| WHAT IS EXPECTED |
Using the listing below, return every line that includes "decisions".

| INPUT DATA |
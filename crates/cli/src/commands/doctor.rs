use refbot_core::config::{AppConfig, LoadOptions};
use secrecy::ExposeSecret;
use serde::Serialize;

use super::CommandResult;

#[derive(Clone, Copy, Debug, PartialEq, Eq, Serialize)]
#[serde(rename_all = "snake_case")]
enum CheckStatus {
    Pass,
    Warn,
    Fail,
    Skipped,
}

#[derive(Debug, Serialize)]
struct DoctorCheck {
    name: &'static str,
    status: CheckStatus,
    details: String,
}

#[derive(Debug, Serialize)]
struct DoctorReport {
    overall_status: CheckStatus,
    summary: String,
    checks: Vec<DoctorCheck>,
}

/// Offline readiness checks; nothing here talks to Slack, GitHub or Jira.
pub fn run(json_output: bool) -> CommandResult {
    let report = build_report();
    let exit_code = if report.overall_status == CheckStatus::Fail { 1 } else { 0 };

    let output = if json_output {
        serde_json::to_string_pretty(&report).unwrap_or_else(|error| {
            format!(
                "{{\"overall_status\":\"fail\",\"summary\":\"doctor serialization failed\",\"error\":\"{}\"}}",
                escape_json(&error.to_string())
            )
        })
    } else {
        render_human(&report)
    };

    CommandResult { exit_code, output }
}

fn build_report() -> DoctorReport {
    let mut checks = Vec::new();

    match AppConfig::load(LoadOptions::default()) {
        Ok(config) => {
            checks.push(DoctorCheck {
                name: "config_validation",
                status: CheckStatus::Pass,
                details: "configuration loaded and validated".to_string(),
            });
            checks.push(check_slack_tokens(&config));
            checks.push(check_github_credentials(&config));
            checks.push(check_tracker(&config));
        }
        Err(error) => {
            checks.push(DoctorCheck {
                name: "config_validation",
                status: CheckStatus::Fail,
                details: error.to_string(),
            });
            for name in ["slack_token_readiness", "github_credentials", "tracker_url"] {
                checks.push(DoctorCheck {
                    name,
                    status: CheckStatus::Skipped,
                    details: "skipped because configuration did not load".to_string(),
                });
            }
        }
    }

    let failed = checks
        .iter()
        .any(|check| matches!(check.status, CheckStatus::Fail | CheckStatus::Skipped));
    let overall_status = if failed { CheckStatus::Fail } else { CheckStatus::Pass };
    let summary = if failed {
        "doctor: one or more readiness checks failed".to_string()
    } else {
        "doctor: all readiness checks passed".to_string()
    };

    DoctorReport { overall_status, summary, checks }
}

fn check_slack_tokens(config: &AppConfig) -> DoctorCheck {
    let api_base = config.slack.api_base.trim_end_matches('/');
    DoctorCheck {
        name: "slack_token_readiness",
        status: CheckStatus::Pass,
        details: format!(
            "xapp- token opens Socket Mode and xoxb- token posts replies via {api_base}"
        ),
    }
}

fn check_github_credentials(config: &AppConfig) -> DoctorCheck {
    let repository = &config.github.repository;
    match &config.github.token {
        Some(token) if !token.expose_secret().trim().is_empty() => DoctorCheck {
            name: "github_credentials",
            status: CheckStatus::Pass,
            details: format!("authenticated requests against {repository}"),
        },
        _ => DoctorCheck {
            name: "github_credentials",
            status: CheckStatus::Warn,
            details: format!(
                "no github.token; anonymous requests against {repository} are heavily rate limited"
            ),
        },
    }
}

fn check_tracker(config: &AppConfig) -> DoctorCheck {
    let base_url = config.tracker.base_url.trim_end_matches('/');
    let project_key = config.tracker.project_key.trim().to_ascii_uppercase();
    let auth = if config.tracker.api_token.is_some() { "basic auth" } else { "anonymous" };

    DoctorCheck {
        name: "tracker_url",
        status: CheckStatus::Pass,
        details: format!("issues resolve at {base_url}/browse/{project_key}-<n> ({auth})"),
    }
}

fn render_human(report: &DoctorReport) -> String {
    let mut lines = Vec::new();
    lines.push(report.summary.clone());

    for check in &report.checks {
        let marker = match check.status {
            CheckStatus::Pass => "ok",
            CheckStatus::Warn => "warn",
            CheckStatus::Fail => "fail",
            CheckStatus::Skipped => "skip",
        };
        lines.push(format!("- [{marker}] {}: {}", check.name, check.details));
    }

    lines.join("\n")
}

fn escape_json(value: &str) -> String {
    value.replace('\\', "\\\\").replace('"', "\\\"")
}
--
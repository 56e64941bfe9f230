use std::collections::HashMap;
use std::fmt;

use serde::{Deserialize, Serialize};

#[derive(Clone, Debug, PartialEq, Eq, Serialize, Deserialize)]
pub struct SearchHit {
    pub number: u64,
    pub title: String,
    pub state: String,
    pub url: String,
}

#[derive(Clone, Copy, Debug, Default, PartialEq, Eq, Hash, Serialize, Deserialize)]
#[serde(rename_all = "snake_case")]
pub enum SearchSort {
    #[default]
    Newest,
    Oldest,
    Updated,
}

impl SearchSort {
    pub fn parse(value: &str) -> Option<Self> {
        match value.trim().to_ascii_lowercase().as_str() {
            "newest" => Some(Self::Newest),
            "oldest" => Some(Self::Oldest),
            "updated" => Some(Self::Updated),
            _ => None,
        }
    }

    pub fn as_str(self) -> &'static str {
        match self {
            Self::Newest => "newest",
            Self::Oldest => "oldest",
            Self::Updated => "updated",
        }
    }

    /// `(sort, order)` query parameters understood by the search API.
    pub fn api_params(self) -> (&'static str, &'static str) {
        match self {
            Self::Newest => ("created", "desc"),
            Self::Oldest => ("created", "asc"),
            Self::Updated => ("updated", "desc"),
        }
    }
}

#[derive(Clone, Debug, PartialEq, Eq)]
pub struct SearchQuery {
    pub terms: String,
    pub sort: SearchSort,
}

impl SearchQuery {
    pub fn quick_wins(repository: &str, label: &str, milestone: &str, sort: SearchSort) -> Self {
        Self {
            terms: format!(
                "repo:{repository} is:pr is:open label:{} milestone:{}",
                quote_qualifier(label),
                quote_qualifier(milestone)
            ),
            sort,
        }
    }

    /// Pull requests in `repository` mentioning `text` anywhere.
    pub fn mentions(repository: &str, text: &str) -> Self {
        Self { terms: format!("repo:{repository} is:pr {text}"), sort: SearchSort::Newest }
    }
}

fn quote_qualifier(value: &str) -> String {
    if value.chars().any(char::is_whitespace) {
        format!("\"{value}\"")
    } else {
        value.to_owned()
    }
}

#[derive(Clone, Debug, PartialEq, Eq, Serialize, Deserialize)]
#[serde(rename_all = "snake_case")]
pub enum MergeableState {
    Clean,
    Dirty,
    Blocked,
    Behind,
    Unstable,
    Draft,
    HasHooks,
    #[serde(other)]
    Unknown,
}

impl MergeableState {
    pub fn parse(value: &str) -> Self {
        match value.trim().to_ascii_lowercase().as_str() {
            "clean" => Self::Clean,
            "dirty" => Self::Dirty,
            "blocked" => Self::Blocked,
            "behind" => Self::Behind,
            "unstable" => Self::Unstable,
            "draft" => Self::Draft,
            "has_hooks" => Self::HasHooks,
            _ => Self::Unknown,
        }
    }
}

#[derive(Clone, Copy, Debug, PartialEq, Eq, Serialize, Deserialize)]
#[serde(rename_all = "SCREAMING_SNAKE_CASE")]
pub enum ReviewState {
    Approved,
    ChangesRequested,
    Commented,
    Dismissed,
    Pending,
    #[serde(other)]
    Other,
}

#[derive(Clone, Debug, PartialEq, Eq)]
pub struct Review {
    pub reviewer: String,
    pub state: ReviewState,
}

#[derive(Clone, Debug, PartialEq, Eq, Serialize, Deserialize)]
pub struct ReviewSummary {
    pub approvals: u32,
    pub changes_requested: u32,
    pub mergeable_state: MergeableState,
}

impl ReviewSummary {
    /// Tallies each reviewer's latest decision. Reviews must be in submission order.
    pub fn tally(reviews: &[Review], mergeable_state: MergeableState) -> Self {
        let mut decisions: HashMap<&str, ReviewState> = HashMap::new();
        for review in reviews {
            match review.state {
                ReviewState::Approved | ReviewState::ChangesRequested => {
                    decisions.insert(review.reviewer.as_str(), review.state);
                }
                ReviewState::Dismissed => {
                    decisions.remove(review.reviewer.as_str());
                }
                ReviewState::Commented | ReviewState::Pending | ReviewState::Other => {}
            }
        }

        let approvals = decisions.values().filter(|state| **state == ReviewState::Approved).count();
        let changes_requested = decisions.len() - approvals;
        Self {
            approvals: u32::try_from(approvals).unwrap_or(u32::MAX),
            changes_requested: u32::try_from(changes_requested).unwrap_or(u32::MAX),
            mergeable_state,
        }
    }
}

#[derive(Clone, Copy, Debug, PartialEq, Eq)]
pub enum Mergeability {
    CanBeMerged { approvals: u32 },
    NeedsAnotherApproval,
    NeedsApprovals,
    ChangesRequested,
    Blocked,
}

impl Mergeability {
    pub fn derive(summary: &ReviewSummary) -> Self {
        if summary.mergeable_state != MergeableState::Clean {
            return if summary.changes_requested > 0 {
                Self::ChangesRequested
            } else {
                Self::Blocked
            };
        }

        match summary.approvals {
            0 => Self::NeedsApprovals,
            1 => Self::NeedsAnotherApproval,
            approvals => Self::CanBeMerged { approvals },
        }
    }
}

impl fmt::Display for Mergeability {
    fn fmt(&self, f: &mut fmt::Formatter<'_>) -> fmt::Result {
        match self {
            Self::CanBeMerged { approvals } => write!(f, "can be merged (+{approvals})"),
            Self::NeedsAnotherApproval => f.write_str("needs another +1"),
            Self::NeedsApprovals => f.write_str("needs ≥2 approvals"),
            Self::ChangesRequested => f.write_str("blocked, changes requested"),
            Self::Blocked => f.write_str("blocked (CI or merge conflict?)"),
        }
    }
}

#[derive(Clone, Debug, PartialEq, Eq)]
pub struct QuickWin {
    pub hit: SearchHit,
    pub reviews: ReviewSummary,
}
---
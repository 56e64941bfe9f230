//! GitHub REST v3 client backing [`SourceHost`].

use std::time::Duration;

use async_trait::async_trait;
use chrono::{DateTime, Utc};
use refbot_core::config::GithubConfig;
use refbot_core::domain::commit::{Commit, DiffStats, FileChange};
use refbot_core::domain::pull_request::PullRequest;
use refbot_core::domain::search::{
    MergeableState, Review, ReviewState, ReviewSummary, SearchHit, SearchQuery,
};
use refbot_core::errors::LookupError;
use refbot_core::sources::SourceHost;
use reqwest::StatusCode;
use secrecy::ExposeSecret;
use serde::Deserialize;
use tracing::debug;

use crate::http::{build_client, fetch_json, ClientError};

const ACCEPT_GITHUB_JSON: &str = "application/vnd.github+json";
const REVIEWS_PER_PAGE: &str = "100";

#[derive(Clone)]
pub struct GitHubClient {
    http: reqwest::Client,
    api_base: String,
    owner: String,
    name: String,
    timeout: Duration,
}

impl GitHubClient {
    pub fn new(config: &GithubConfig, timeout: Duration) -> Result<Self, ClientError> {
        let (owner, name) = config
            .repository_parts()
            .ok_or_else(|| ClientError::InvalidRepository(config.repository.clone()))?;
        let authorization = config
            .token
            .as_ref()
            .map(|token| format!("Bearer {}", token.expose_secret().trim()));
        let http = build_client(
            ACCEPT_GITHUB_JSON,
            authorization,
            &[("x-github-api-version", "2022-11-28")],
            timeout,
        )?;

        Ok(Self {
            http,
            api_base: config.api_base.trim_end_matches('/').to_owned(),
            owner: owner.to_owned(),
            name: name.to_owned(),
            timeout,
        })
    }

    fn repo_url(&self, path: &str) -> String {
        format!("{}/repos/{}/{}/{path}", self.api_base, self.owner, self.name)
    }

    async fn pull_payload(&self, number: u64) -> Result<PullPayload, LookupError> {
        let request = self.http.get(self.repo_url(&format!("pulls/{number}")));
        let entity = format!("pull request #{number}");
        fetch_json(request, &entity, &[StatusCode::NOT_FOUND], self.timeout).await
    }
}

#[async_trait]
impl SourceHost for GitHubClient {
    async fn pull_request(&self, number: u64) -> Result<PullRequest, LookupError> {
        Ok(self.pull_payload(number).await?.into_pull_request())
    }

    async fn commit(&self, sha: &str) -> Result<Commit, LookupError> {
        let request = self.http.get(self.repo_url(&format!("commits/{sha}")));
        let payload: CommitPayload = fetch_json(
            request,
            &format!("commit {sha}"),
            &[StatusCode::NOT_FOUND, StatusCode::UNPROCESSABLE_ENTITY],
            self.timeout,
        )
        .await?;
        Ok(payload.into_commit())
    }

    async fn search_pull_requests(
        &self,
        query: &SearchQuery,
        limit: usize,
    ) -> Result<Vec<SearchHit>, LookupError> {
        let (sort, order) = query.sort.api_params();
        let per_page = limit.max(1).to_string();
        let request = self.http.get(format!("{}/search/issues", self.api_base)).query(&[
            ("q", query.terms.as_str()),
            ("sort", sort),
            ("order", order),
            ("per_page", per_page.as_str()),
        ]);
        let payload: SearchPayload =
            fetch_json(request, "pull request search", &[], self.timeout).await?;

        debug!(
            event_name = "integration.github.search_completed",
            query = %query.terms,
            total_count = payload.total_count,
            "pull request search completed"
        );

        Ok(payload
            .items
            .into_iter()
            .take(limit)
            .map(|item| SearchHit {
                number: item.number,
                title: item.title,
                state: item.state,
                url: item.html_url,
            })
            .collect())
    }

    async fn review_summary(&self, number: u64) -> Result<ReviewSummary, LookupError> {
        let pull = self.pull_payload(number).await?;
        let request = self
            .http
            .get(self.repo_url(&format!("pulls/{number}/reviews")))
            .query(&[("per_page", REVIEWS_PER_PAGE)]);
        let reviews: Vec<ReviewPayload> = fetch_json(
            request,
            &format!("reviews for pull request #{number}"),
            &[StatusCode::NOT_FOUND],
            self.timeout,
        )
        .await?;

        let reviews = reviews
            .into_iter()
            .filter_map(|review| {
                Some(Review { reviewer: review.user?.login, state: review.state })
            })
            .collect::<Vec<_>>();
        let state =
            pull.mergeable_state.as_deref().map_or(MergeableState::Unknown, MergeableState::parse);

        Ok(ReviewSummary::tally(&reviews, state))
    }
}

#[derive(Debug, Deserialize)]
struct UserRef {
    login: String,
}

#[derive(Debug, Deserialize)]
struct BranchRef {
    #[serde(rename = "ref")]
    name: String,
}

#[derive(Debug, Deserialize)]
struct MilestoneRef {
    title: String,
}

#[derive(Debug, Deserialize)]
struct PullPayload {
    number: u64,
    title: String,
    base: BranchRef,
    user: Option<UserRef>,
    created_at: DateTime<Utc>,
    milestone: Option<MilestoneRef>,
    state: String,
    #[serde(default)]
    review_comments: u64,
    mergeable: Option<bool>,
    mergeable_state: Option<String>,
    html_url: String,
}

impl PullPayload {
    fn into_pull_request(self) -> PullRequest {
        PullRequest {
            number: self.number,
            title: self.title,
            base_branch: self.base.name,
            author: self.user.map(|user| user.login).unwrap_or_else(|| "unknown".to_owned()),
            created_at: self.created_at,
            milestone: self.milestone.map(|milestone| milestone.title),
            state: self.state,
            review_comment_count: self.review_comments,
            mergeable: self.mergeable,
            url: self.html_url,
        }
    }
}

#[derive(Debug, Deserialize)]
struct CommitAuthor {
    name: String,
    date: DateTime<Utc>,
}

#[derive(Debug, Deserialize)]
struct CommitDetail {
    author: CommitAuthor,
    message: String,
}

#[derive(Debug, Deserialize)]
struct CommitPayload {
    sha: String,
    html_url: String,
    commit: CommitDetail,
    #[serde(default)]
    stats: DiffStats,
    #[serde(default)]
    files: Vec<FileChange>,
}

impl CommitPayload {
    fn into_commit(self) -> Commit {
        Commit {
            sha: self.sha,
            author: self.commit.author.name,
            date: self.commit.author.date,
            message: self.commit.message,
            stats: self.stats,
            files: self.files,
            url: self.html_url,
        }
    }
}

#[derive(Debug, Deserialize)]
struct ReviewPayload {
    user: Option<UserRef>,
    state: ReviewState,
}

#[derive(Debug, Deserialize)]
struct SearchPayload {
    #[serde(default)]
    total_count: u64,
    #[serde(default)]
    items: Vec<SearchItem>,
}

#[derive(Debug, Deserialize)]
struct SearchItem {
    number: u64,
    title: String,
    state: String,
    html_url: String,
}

| TASK SOLUTION |
        let mut decisions: HashMap<&str, ReviewState> = HashMap::new();
                    decisions.insert(review.reviewer.as_str(), review.state);
                    decisions.remove(review.reviewer.as_str());
        let approvals = decisions.values().filter(|state| **state == ReviewState::Approved).count();
        let changes_requested = decisions.len() - approvals;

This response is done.